Richard Burgess, a disc jockey at a rival station, also reported a "swell of interest" that caused him to up the reggae content by more than half.
At Nuff Music in Kingston, which specializes in "vintage reggae," owner Neville Lewis said sales are up more than 40 percent. A younger generation is buying reggae, he said.
"Most of the time it's just people like me, who grew up with all the trouble," said Lewis, 45. "It's nice to see the young people taking an interest. This music is where their dancehall comes from, and they might learn a little."
While dancehall has its own politically charged songs, critics say misogynistic lyrics and a celebration of violence have cheapened its message.

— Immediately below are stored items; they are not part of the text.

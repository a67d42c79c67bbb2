//! Listing page extraction
//!
//! Reads summary product cards from a listing document. Every card yields an
//! entry; missing sub-nodes degrade to empty strings or a null price.

use scraper::{ElementRef, Html, Selector};
use tracing::debug;
use url::Url;

use super::config::ListingSelectors;
use super::error::{ParsingError, ParsingResult};
use super::fields::parse_price;
use super::{HtmlExtractor, compile_selector, element_text};

/// Raw listing card, before gender inference and enrichment
#[derive(Debug, Clone, PartialEq, Eq)]
pub struct ListingEntry {
    pub brand: String,
    pub name: String,
    pub price: Option<i64>,
    pub image: String,
    /// Relative link to the detail page, as found in the markup
    pub href: String,
}

pub struct ProductListParser {
    card: Selector,
    subtitle: Selector,
    price: Selector,
    image: Selector,
    base_url: Url,
}

impl ProductListParser {
    pub fn new(selectors: &ListingSelectors, base_url: &str) -> ParsingResult<Self> {
        let base_url = Url::parse(base_url).map_err(|e| ParsingError::InvalidBaseUrl {
            url: base_url.to_string(),
            reason: e.to_string(),
        })?;

        Ok(Self {
            card: compile_selector(&selectors.card)?,
            subtitle: compile_selector(&selectors.subtitle)?,
            price: compile_selector(&selectors.price)?,
            image: compile_selector(&selectors.image)?,
            base_url,
        })
    }

    fn extract_entry(&self, card: &ElementRef<'_>) -> ListingEntry {
        let mut subtitles = card.select(&self.subtitle).map(|e| element_text(&e));
        let brand = subtitles.next().unwrap_or_default();
        let name = subtitles.next().unwrap_or_default();

        let price = card
            .select(&self.price)
            .next()
            .and_then(|e| parse_price(&e.text().collect::<String>()));

        let image = card
            .select(&self.image)
            .next()
            .and_then(|img| img.value().attr("src").or_else(|| img.value().attr("data-src")))
            .map(|src| self.resolve_image(src))
            .unwrap_or_default();

        let href = card.value().attr("href").unwrap_or_default().trim().to_string();

        ListingEntry {
            brand,
            name,
            price,
            image,
            href,
        }
    }

    fn resolve_image(&self, src: &str) -> String {
        let src = src.trim();
        if src.is_empty() {
            return String::new();
        }
        self.base_url
            .join(src)
            .map_or_else(|_| src.to_string(), |u| u.to_string())
    }
}

impl HtmlExtractor for ProductListParser {
    type Output = Vec<ListingEntry>;

    fn extract(&self, document: &Html) -> Self::Output {
        let entries: Vec<ListingEntry> = document
            .select(&self.card)
            .map(|card| self.extract_entry(&card))
            .collect();

        debug!("Extracted {} listing entries", entries.len());
        entries
    }
}
use serde::{Deserialize, Serialize};
use std::fmt;
use std::str::FromStr;

/// Target group of a product, inferred from the detail URL slug
#[derive(Debug, Clone, Copy, PartialEq, Eq, Hash, Serialize, Deserialize, Default)]
#[serde(rename_all = "lowercase")]
pub enum Gender {
    Herre,
    Dame,
    Barn,
    Junior,
    #[default]
    Unisex,
    Alle,
}

impl Gender {
    pub const ALL: [Gender; 6] = [
        Gender::Herre,
        Gender::Dame,
        Gender::Barn,
        Gender::Junior,
        Gender::Unisex,
        Gender::Alle,
    ];

    pub fn as_str(self) -> &'static str {
        match self {
            Gender::Herre => "herre",
            Gender::Dame => "dame",
            Gender::Barn => "barn",
            Gender::Junior => "junior",
            Gender::Unisex => "unisex",
            Gender::Alle => "alle",
        }
    }
}

impl fmt::Display for Gender {
    fn fmt(&self, f: &mut fmt::Formatter<'_>) -> fmt::Result {
        f.write_str(self.as_str())
    }
}

impl FromStr for Gender {
    type Err = UnknownGender;

    fn from_str(s: &str) -> Result<Self, Self::Err> {
        let lowered = s.trim().to_lowercase();
        Gender::ALL
            .into_iter()
            .find(|g| g.as_str() == lowered)
            .ok_or(UnknownGender(s.to_string()))
    }
}

#[derive(Debug, Clone, PartialEq, Eq, thiserror::Error)]
#[error("unknown gender '{0}'")]
pub struct UnknownGender(pub String);

/// One normalized catalog row, the unit of persistence
#[derive(Debug, Clone, PartialEq, Eq, Serialize, Deserialize)]
pub struct ProductRecord {
    pub name: String,
    pub brand: String,
    #[serde(default)]
    pub image: String,
    pub price: Option<i64>,
    #[serde(default)]
    pub description: String,
    #[serde(default)]
    pub gender: Gender,
    #[serde(default)]
    pub color: String,
    pub url: String,
    #[serde(default)]
    pub has_error: bool,
}

impl ProductRecord {
    /// Natural key used for conflict resolution: (brand, name, gender, color)
    pub fn natural_key(&self) -> NaturalKey<'_> {
        NaturalKey {
            brand: &self.brand,
            name: &self.name,
            gender: self.gender,
            color: &self.color,
        }
    }
}

/// Borrowed view over the identity fields of a record
#[derive(Debug, Clone, Copy, PartialEq, Eq)]
pub struct NaturalKey<'a> {
    pub brand: &'a str,
    pub name: &'a str,
    pub gender: Gender,
    pub color: &'a str,
}

impl NaturalKey<'_> {
    /// Case-insensitive composite key: `brand|name|gender|color`
    pub fn dedup_key(&self) -> String {
        format!(
            "{}|{}|{}|{}",
            self.brand.to_lowercase(),
            self.name.to_lowercase(),
            self.gender,
            self.color.to_lowercase()
        )
    }
}

/// Sort direction for the catalog read path
#[derive(Debug, Clone, Copy, PartialEq, Eq, Default, Serialize, Deserialize)]
#[serde(rename_all = "lowercase")]
pub enum PriceOrder {
    Asc,
    #[default]
    Desc,
}

impl FromStr for PriceOrder {
    type Err = String;

    fn from_str(s: &str) -> Result<Self, Self::Err> {
        match s.trim().to_lowercase().as_str() {
            "asc" => Ok(PriceOrder::Asc),
            "desc" => Ok(PriceOrder::Desc),
            other => Err(format!("unknown sort order '{other}'")),
        }
    }
}

/// Read-path filter used by the catalog browser and quiz
#[derive(Debug, Clone, Default, PartialEq, Eq)]
pub struct CatalogQuery {
    /// `None` means all genders
    pub gender: Option<Gender>,
    pub order: PriceOrder,
}

impl CatalogQuery {
    pub fn new(gender: Option<Gender>, order: PriceOrder) -> Self {
        Self { gender, order }
    }
}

"When you think of dancehall you think of half-naked women. It's not a voice for the frustrations of poor and downtrodden," Stefans said.
Owen Campbell, 17, found that voice in Tosh, who was shot and killed at his Kingston home in 1987.
Marley died of cancer in 1981.
"He's got this song, 'Peace Treaty,' about a gang truce that happened in 1978 but didn't last," Campbell said as he rifled through old records at a makeshift Kingston market.